Friday, January 28

Desmond Tutu: from the scourge of apartheid to an ally of Otegi and Mas


From Barack Obama to the Queen of England, leading world figures lamented this Sunday the death of the Anglican Archbishop Desmond Tutu, considered a benchmark in the fight against apartheid in South Africa and awarded the 1984 Nobel Peace Prize for it.

Tutu passed away peacefully at the age of 90, according to what was reported to the agency France Press (Afp) by people close to him. Diagnosed with prostate cancer in 1997, he had not spoken in public for a long time, although lately he could be seen going to get vaccinated against Covid-19 or attend a religious ceremony on the occasion of his ninetieth birthday. Leave a widow, Mama Leah, and four children.

years old, when he turned 85, he claimed that he did not want to be kept alive at any cost. “The dying must have the right to choose how and when they leave Mother Earth,” he wrote in a platform published in ‘The Washington Post’ -. I believe that, along with the wonderful palliative care that exists, among your options should be that of a dignified assisted death.

As a religious leader, he led peaceful marches against racial segregation in South Africa and demanded sanctions against the Pretoria regime, a task for which he was awarded the Nobel Peace Prize nine years before it was jointly received by the leader of the anti-racist struggle Nelson Mandela, friend of Tutu, and the South African president who ended apartheid, Frederick de Klerk, died precisely on November 11. Unlike Madiba, who was imprisoned for 27 years, Tutu did not enter prison due to his religious status.

Truth Commission

Following the end of the racist regime and Mandela’s coming to power in 1994, the charismatic archbishop became president of the Truth and Reconciliation Commission that sought reconciliation among the inhabitants of a country divided for decades.

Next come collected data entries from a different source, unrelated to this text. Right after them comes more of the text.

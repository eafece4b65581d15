#![allow(dead_code)]

use axum::Router;

/// Serves `router` on an ephemeral port; returns its base URL.
pub async fn spawn(router: Router) -> String {
    let listener = tokio::net::TcpListener::bind("127.0.0.1:0").await.unwrap();
    let addr = listener.local_addr().unwrap();
    tokio::spawn(async move {
        axum::serve(listener, router).await.unwrap();
    });
    format!("http://{addr}")
}

pub fn sse(events: &[(&str, &str)]) -> String {
    events
        .iter()
        .map(|(event, data)| format!("event: {event}\ndata: {data}\n\n"))
        .collect()
}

That did not prevent him from harshly criticizing the governments of the African National Congress (ANC), Mandela’s party, as well as denouncing corruption and deficiencies in social aspects such as the fight against AIDS.

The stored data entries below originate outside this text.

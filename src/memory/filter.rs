//! Evaluates backend filter inputs (`{ field: { eq: .. } }`, `and`/`or`/`not`)
//! against stored JSON records.

use serde_json::Value;

pub fn matches(filter: &Value, record: &Value) -> bool {
    let Some(clauses) = filter.as_object() else {
        return true;
    };

    clauses.iter().all(|(key, cond)| match key.as_str() {
        "and" => cond
            .as_array()
            .is_none_or(|filters| filters.iter().all(|f| matches(f, record))),
        "or" => cond
            .as_array()
            .is_none_or(|filters| filters.iter().any(|f| matches(f, record))),
        "not" => !matches(cond, record),
        field => field_matches(cond, record.get(field).unwrap_or(&Value::Null)),
    })
}

fn contains(value: &Value, operand: &Value) -> bool {
    match (value, operand) {
        (Value::String(s), Value::String(needle)) => s.contains(needle.as_str()),
        (Value::Array(items), x) => items.contains(x),
        _ => false,
    }
}

fn field_matches(cond: &Value, value: &Value) -> bool {
    let Some(ops) = cond.as_object() else {
        return value == cond;
    };

    ops.iter().all(|(op, operand)| match op.as_str() {
        "eq" => value == operand,
        "ne" => value != operand,
        "contains" => contains(value, operand),
        "notContains" => !contains(value, operand),
        "beginsWith" => match (value.as_str(), operand.as_str()) {
            (Some(s), Some(prefix)) => s.starts_with(prefix),
            _ => false,
        },
        "attributeExists" => value.is_null() != operand.as_bool().unwrap_or(true),
        _ => false,
    })
}

#[cfg(test)]
mod tests {
    use serde_json::json;

    use super::*;

    #[test]
    fn eq_and_or() {
        let record = json!({ "userID": "b", "isRead": false });
        assert!(matches(&json!({ "userID": { "eq": "b" } }), &record));
        assert!(matches(
            &json!({ "or": [{ "userID": { "eq": "a" } }, { "userID": { "eq": "b" } }] }),
            &record
        ));
        assert!(!matches(&json!({ "or": [] }), &record));
        assert!(matches(&json!({ "isRead": { "eq": false }, "userID": { "ne": "a" } }), &record));
    }

    #[test]
    fn contains_on_strings_and_lists() {
        assert!(matches(&json!({ "username": { "contains": "ali" } }), &json!({ "username": "kalina" })));
        assert!(matches(
            &json!({ "participants": { "contains": "u2" } }),
            &json!({ "participants": ["u1", "u2"] })
        ));
        assert!(!matches(&json!({ "missing": { "contains": "x" } }), &json!({})));
    }

    #[test]
    fn not_and_attribute_exists() {
        let record = json!({ "postID": null });
        assert!(matches(&json!({ "postID": { "attributeExists": false } }), &record));
        assert!(matches(&json!({ "not": { "postID": { "attributeExists": true } } }), &record));
    }
}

Citizens pay tribute to Tutu at St. George’s Cathedral in Cape Town – Reuters

His aura as a defender of human rights made him a character that different causes sought to take advantage of. In this sense, he lent himself to the interests of the Basque and Catalan independentists after being captured with the awarding of prizes that carried significant remuneration. The government of Juan Jose Ibarretxe In 2008 he was awarded the René Cassin Prize for Human Rights, endowed with more than 15,000 euros, for his “constant” fight against racial discrimination. Ibarretxe himself informed him on a trip to Cape Town. At the meeting, Tutu reciprocated by guaranteeing the Lendakari that he would lead the “Basque conflict” to the so-called Group of Elders, of which Mandela, the former US president, was a part. Jimmy Carter and the former UN Secretary General Kofi Annan.

Later, in 2014, he joined the campaign to demand the release of the former Batasuna leader. Arnaldo Otegi, then in prison after being convicted of trying to rebuild the political arm of ETA and described the “more than 500” imprisoned ETA members as “political prisoners”. Otegi, today the leader of EHBildu, thanked him on Twitter yesterday.

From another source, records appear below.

use serde_json::json;

use crate::{
    AppResult, Client,
    graphql::{GraphQlRequest, Operation},
    model::Message,
};

/// Sends a message into `chat_id`. It shows up in open transcripts through
/// their subscription, not through this call.
pub async fn send_message(client: &Client, chat_id: &str, text: &str) -> AppResult<Message> {
    if text.trim().is_empty() {
        client.notices.invalid("send message", "Type a message first.");
        return Err("message is empty".into());
    }

    let result: AppResult<Message> = client
        .run(GraphQlRequest::new(
            Operation::CreateMessage,
            json!({ "input": { "chatID": chat_id, "senderID": client.user_id(), "content": text } }),
        ))
        .await;
    match result {
        Ok(message) => {
            tracing::debug!(chat_id, message_id = %message.id, "message sent");
            Ok(message)
        }
        Err(err) => {
            client.notices.mutation_failed("send your message", &err);
            Err(err)
        }
    }
}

The Generalitat of Catalonia, under the presidency of Artur Mas, also awarded Desmond Tutu. In this case it was the 2014 Catalonia International Prize, endowed with 80,000 euros. After receiving it, he asked the Spanish Government to “listen” to the “desire for independence” of “the majority” of Catalans and, although he was in favor of consensus, he considered that a unilateral declaration of independence would be the “second best option.”

Three years later, in 2017, he adhered to a manifesto promoted by Òmnium Cultural in support of the illegal referendum to be held in October of that year.